Do a Google search for “job” and “tips” and you get nearly 200 million results.

Businessman
Businessman

Everyone, it seems, has some advice to offer you if you’re looking for a job.

There are inspirational poems. Haikus. And "duh" tips like: Unemployed people should clip coupons.

We sorted through the mounds of advice out there — so you don't have to — and came up with the six best, most actionable pieces of advice for job seekers.

How to Keep Your Confidence Up. Most people are pretty confident in the early stages of their job search. But as unemployment drags on, confidence begins to wane. Once the doubt starts to creep in, you turn on yourself. Workplace columnist Anita Bruzzese offers some tips to avoid the downward spiral, including “keep a list of your skills” and “stop blaming yourself.”

Sure, age discrimination is illegal, but looking younger still matters. And we’re not talking about Botox and a bright-colored tie. Being perceived as younger can give you an edge in an interview. TheLadders.com offers a few tips for shaving 10 years off your image. “If you are over 40, I want you on Facebook today,” writes Stephen Viscusi, the author of “Bulletproof Your Job.” Your other homework assignments are to visit your local Apple store and watch an episode of “Family Guy.” Brilliant.

Mine Your Former Company's Network. If you're already using social-networking sites, congratulations. Now it's time to take it to the next level. If you're connected to executives at your former company using a site like Linked In, mine their networks for executives at other companies in your field, says one tipster on LayOffMoveOn.com, who found three job leads this way. It saves you time on research — and highlights organizations that respect your former company.

The Ultimate Job-Search Tool. You know what sets you apart from the world’s richest man, Bill Gates? 1) He would never say he’s “not tech savvy.” And 2) He knows how to manage his time — using technology. It’s not enough just to peruse news and other sites relevant to your field. That takes a lot of time. What would Bill Gates do? He’d use an RSS feed, that’s what. It basically uses technology to comb the Web for the information that is critical to you — and your job search. Careerealism.com calls it “the ultimate career tool.” Complete with how-to video.

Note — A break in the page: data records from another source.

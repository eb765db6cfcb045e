//! Convenience interfaces for decoding documents from readers and files.
//!
//! [`open`] and [`parse`] produce a [`Records`] iterator, which yields each
//! data record of a document in turn. Iteration is lazy: bytes are only read
//! as records are requested, and dropping the iterator early is always safe.
//!
//! ```
//! let records = cadence::avec::parse(std::io::Cursor::new(bytes), false)?;
//!
//! let heart_rates: Vec<_> = records
//!     .filter_map(Result::ok)
//!     .filter(|r| r.global() == cadence::sans::data::MESSAGE_RECORD)
//!     .map(|r| r.get(3).map(|v| v.as_i64()))
//!     .collect();
//! ```
//!
//! _Requires Cargo feature `std`._

#[cfg(feature = "std")]
pub mod reader;

#[cfg(feature = "std")]
pub use reader::{Error, Integrity, Records, open, parse, read_file_header};
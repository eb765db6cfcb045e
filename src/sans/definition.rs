//! States processing definition records, and the table of active definitions.

use alloc::{sync::Arc, vec::Vec};

use thiserror::Error;
use zerocopy::FromBytes;

use super::header::RecordHeader;

/// State token to decode the fixed part of a definition record.
#[derive(Debug)]
pub struct Definition(pub(super) ());

#[repr(C, packed)]
#[derive(Debug, FromBytes)]
struct DefinitionMessage {
    _reserved: u8,
    architecture: u8,
    global_message: [u8; 2],
    fields_remaining: u8,
}

impl Definition {
    /// Transition to another state by decoding the fixed part of a definition
    /// record.
    ///
    /// Returns a successor state token, which knows how many field bytes
    /// follow.
    pub fn advance(self, r: [u8; 5]) -> DefinitionFields {
        let DefinitionMessage {
            architecture,
            global_message,
            fields_remaining,
            ..
        } = zerocopy::transmute!(r);

        DefinitionFields {
            architecture,
            global: u16::from_le_bytes(global_message),
            count: fields_remaining,
        }
    }
}

/// State token to decode the field list of a definition record.
#[derive(Debug)]
pub struct DefinitionFields {
    architecture: u8,
    global: u16,
    count: u8,
}

impl DefinitionFields {
    /// Number of field bytes expected by [`Self::advance`].
    pub fn len(&self) -> usize {
        self.count as usize * 3
    }

    /// Whether the definition declares no fields.
    pub fn is_empty(&self) -> bool {
        self.count == 0
    }

    /// Transition to another state by decoding the field list of a definition
    /// record.
    ///
    /// Expects exactly [`Self::len`] bytes.
    ///
    /// Returns the completed definition, and a successor state token.
    pub fn advance(self, r: &[u8]) -> (MessageDefinition, RecordHeader) {
        debug_assert_eq!(r.len(), self.len());

        #[repr(C, packed)]
        #[derive(FromBytes)]
        struct FieldHeader {
            field: u8,
            size: u8,
            base_type: u8,
        }

        let mut offset = 0;
        let fields = r
            .chunks_exact(3)
            .take(self.count as usize)
            .filter_map(|c| FieldHeader::read_from_bytes(c).ok())
            .map(|header| {
                let FieldHeader {
                    field,
                    size,
                    base_type,
                } = header;

                let definition = FieldDefinition {
                    field,
                    size,
                    offset,
                    base_type: BaseType::from(base_type),
                };
                offset += size as usize;

                definition
            })
            .collect();

        let definition = MessageDefinition {
            architecture: self.architecture,
            global: self.global,
            fields,
            size: offset,
        };

        (definition, RecordHeader(()))
    }
}

/// Base type of a field, as declared by its definition.
#[derive(Debug, Clone, Copy, PartialEq, Eq)]
pub enum BaseType {
    Enum,
    SInt8,
    UInt8,
    SInt16,
    UInt16,
    SInt32,
    UInt32,
    String,
    Float32,
    Float64,
    UInt8z,
    UInt16z,
    UInt32z,
    Byte,
    SInt64,
    UInt64,
    UInt64z,
    /// A type number this crate does not know.
    Unrecognized(u8),
}

impl From<u8> for BaseType {
    fn from(r: u8) -> Self {
        match r {
            0x00 => Self::Enum,
            0x01 => Self::SInt8,
            0x02 => Self::UInt8,
            0x83 => Self::SInt16,
            0x84 => Self::UInt16,
            0x85 => Self::SInt32,
            0x86 => Self::UInt32,
            0x07 => Self::String,
            0x88 => Self::Float32,
            0x89 => Self::Float64,
            0x0A => Self::UInt8z,
            0x8B => Self::UInt16z,
            0x8C => Self::UInt32z,
            0x0D => Self::Byte,
            0x8E => Self::SInt64,
            0x8F => Self::UInt64,
            0x90 => Self::UInt64z,
            r => Self::Unrecognized(r),
        }
    }
}

impl From<BaseType> for u8 {
    fn from(t: BaseType) -> Self {
        match t {
            BaseType::Enum => 0x00,
            BaseType::SInt8 => 0x01,
            BaseType::UInt8 => 0x02,
            BaseType::SInt16 => 0x83,
            BaseType::UInt16 => 0x84,
            BaseType::SInt32 => 0x85,
            BaseType::UInt32 => 0x86,
            BaseType::String => 0x07,
            BaseType::Float32 => 0x88,
            BaseType::Float64 => 0x89,
            BaseType::UInt8z => 0x0A,
            BaseType::UInt16z => 0x8B,
            BaseType::UInt32z => 0x8C,
            BaseType::Byte => 0x0D,
            BaseType::SInt64 => 0x8E,
            BaseType::UInt64 => 0x8F,
            BaseType::UInt64z => 0x90,
            BaseType::Unrecognized(r) => r,
        }
    }
}

/// A single field declared by a definition record.
#[derive(Debug, Clone, Copy, PartialEq, Eq)]
pub struct FieldDefinition {
    /// Field number, unique within its message.
    pub field: u8,
    /// Size of the field in bytes. Arrays span several elements.
    pub size: u8,
    /// Offset of the field from the start of a data record's payload.
    pub offset: usize,
    pub base_type: BaseType,
}

/// The shape of data records for one local message, as declared by a
/// definition record.
#[derive(Debug, Clone, PartialEq, Eq)]
pub struct MessageDefinition {
    architecture: u8,
    global: u16,
    fields: Vec<FieldDefinition>,
    size: usize,
}

impl MessageDefinition {
    /// The global message number.
    pub fn global(&self) -> u16 {
        self.global
    }

    /// The declared architecture byte (zero for little-endian).
    ///
    /// Decoding always assumes little-endian data.
    pub fn architecture(&self) -> u8 {
        self.architecture
    }

    /// Fields in payload order.
    pub fn fields(&self) -> &[FieldDefinition] {
        &self.fields
    }

    /// Find a field by number.
    pub fn field(&self, field: u8) -> Option<&FieldDefinition> {
        self.fields.iter().find(|f| f.field == field)
    }

    /// Payload size of data records using this definition.
    pub fn size(&self) -> usize {
        self.size
    }

    /// Size of the definition record that declared this definition, excluding
    /// its record header.
    pub fn encoded_len(&self) -> usize {
        self.fields.len() * 3 + 5
    }
}

/// A data record referenced a local message with no definition.
#[derive(Debug, Clone, Copy, PartialEq, Eq, Error)]
#[error("No definition for local message {0}.")]
pub struct UndefinedLocalMessage(pub u8);

/// Active definitions, indexed by local message number.
#[derive(Debug, Default, Clone)]
pub struct DefinitionTable([Option<Arc<MessageDefinition>>; 16]);

impl DefinitionTable {
    pub fn new() -> Self {
        Self::default()
    }

    /// Make a definition active for a local message, returning the one it
    /// replaces.
    pub fn insert(
        &mut self,
        local: u8,
        definition: MessageDefinition,
    ) -> Option<Arc<MessageDefinition>> {
        self.0[(local & 0xF) as usize].replace(Arc::new(definition))
    }

    /// The active definition for a local message.
    pub fn get(&self, local: u8) -> Result<&Arc<MessageDefinition>, UndefinedLocalMessage> {
        self.0[(local & 0xF) as usize]
            .as_ref()
            .ok_or(UndefinedLocalMessage(local))
    }
}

Positions That Are in Demand. If the jobs lost in your field aren’t coming back anytime soon, it may be time for a career switch. But, it’s not enough to just think of what else you might be interested in. You’ve got to find out where the demand is right now, and then choose your new career path from that list. CareerVoyages.com keeps track of all the latest news articles on where the hot jobs are. One of the latest lists shows college professors and intelligence analystsare in the top 10 right now.

To calculate the salary for these fields, check out Job Central’s salary calculator.

10 Reasons That Your Job Search Isn’t Working. You think you’re doing all the right things but you’re still not finding that next job. Maybe it’s time to consider that maybe you’re NOT doing all the right things. Sorry, sir. Someone had to tell you. Liz Ryan, Yahoo’s “Savvy Networker” columnist, offers 10 reasons why your job search may not be working, including the fact that you may be out of sync with the marketor you’re asking potential employers what you’re good at — instead of telling them.

Read it. Regroup.

It’s important not to get lost in the overgrowth of useless information out there that will suck your time like a vacuum. But, job hunting is very stressful and you do need a little comic relief now and again. Check out "Letters to Your Former Employer"Read ‘em, then write your own!

Just don’t mail it.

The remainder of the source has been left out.